- [Directions for this task]: Say how many lines of the records include the string "crate". Nothing else belongs in the answer.

Dataset entries:
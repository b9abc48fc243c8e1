//! Reverb modes and their fixed delay-network tunings.
//!
//! Each mode is a complete set of delay lengths (in samples at 32 kHz),
//! output tap positions and 8-bit coefficients. The tables are static; the
//! model only selects which row applies for the current time and level.
//!
//! | Mode | Network | Time parameter selects |
//! |------|---------|------------------------|
//! | Room | LPF delay, 3 allpasses, 3 combs | comb feedback |
//! | Hall | LPF delay, 3 allpasses, 3 combs | comb feedback |
//! | Plate | delay, 3 allpasses, 3 combs | comb feedback |
//! | Tap Delay | single tapped comb | left/right tap positions |

/// Largest accepted time or level value.
pub const MAX_TIME_LEVEL: u8 = 7;

/// Reverb algorithm selector.
#[derive(Debug, Clone, Copy, PartialEq, Eq, Default, Hash)]
#[cfg_attr(feature = "serde", derive(serde::Serialize, serde::Deserialize))]
pub enum ReverbMode {
    /// Small, bright room.
    #[default]
    Room,
    /// Large hall with a long diffuse tail.
    Hall,
    /// Dense plate with no entrance filtering.
    Plate,
    /// Stereo tapped echo.
    TapDelay,
}

impl ReverbMode {
    /// All modes in register order.
    pub const ALL: [ReverbMode; 4] = [
        ReverbMode::Room,
        ReverbMode::Hall,
        ReverbMode::Plate,
        ReverbMode::TapDelay,
    ];

    /// Decode a mode register value. Values above 3 wrap, matching the
    /// two-bit register of the hardware.
    pub fn from_register(value: u8) -> Self {
        Self::ALL[usize::from(value & 3)]
    }

    /// Register value of this mode.
    pub fn register(self) -> u8 {
        self as u8
    }

    /// Static tuning for this mode.
    pub fn settings(self) -> &'static ModeSettings {
        match self {
            ReverbMode::Room => &ROOM,
            ReverbMode::Hall => &HALL,
            ReverbMode::Plate => &PLATE,
            ReverbMode::TapDelay => &TAP_DELAY,
        }
    }
}

/// Fixed tuning of one reverb mode.
#[derive(Debug)]
pub struct ModeSettings {
    /// Allpass delay lengths (empty in tap delay mode).
    pub allpass_sizes: &'static [usize],
    /// Comb delay lengths; slot 0 is the entrance delay.
    pub comb_sizes: &'static [usize],
    /// Left output taps. One per comb, or one per time step in tap delay mode.
    pub out_l: &'static [usize],
    /// Right output taps, laid out like `out_l`.
    pub out_r: &'static [usize],
    /// Low-pass coefficient per comb.
    pub filter_factors: &'static [u8],
    /// Comb feedback by time step, or the two tap delay feedback values.
    pub feedback_factors: &'static [u8],
    /// Input gain into the network, indexed by level (16 entries in tap delay mode).
    pub dry_amps: &'static [u8],
    /// Output gain, indexed by level.
    pub wet_levels: &'static [u8],
    /// Gain applied after the entrance low-pass.
    pub lpf_amp: u8,
    /// True for the single tapped comb network.
    pub tap_delay: bool,
}

/// Extra slots kept past the longest tap delay position.
pub const TAP_DELAY_PROCESS_DELAY: usize = 2;

static ROOM: ModeSettings = ModeSettings {
    allpass_sizes: &[994, 729, 78],
    comb_sizes: &[706, 2349, 2839, 3632],
    out_l: &[2349, 141, 1960],
    out_r: &[1174, 1570, 145],
    filter_factors: &[0xA0, 0x60, 0x60, 0x60],
    feedback_factors: &[0x28, 0x48, 0x60, 0x78, 0x80, 0x88, 0x90, 0x98],
    dry_amps: &[0xA0, 0xA0, 0xA0, 0xA0, 0xB0, 0xB0, 0xB0, 0xD0],
    wet_levels: &[10, 30, 50, 70, 99, 132, 165, 195],
    lpf_amp: 0x60,
    tap_delay: false,
};

static HALL: ModeSettings = ModeSettings {
    allpass_sizes: &[1324, 809, 176],
    comb_sizes: &[962, 2619, 3545, 4519],
    out_l: &[2618, 1760, 4518],
    out_r: &[1300, 3532, 2274],
    filter_factors: &[0x80, 0x60, 0x60, 0x60],
    feedback_factors: &[0x28, 0x48, 0x60, 0x70, 0x78, 0x80, 0x90, 0x98],
    dry_amps: &[0xA0, 0xA0, 0xA0, 0xA0, 0xB0, 0xB0, 0xB0, 0xD0],
    wet_levels: &[10, 30, 55, 77, 99, 132, 165, 210],
    lpf_amp: 0x60,
    tap_delay: false,
};

static PLATE: ModeSettings = ModeSettings {
    allpass_sizes: &[969, 644, 157],
    comb_sizes: &[117, 2259, 2839, 3539],
    out_l: &[2259, 718, 1769],
    out_r: &[1136, 2128, 1],
    filter_factors: &[0x00, 0x20, 0x20, 0x20],
    feedback_factors: &[0x30, 0x58, 0x78, 0x88, 0xA0, 0xB8, 0xC0, 0xD0],
    dry_amps: &[0xA0, 0xA0, 0xA0, 0xA0, 0xB0, 0xB0, 0xB0, 0xD0],
    wet_levels: &[10, 30, 55, 77, 99, 132, 180, 210],
    lpf_amp: 0x80,
    tap_delay: false,
};

static TAP_DELAY: ModeSettings = ModeSettings {
    allpass_sizes: &[],
    comb_sizes: &[16000 + 3],
    out_l: &[400, 624, 960, 1488, 2256, 3472, 5280, 8000],
    out_r: &[800, 1248, 1920, 2976, 4512, 6944, 10560, 16000],
    filter_factors: &[0x68],
    feedback_factors: &[0x68, 0x60],
    dry_amps: &[
        0x20, 0x50, 0x50, 0x50, 0x50, 0x50, 0x50, 0x50, 0x20, 0x50, 0x50, 0x50, 0x50, 0x50, 0x50,
        0x50,
    ],
    wet_levels: &[10, 30, 55, 77, 99, 132, 165, 210],
    lpf_amp: 0,
    tap_delay: true,
};

/// Capacity each allpass slot needs to host every mode.
pub(crate) fn max_allpass_size(slot: usize) -> usize {
    ReverbMode::ALL
        .iter()
        .filter_map(|m| m.settings().allpass_sizes.get(slot).copied())
        .max()
        .unwrap_or(1)
}

/// Capacity each comb slot needs to host every mode.
pub(crate) fn max_comb_size(slot: usize) -> usize {
    ReverbMode::ALL
        .iter()
        .filter_map(|m| m.settings().comb_sizes.get(slot).copied())
        .max()
        .unwrap_or(1)
}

- [Task response]: 2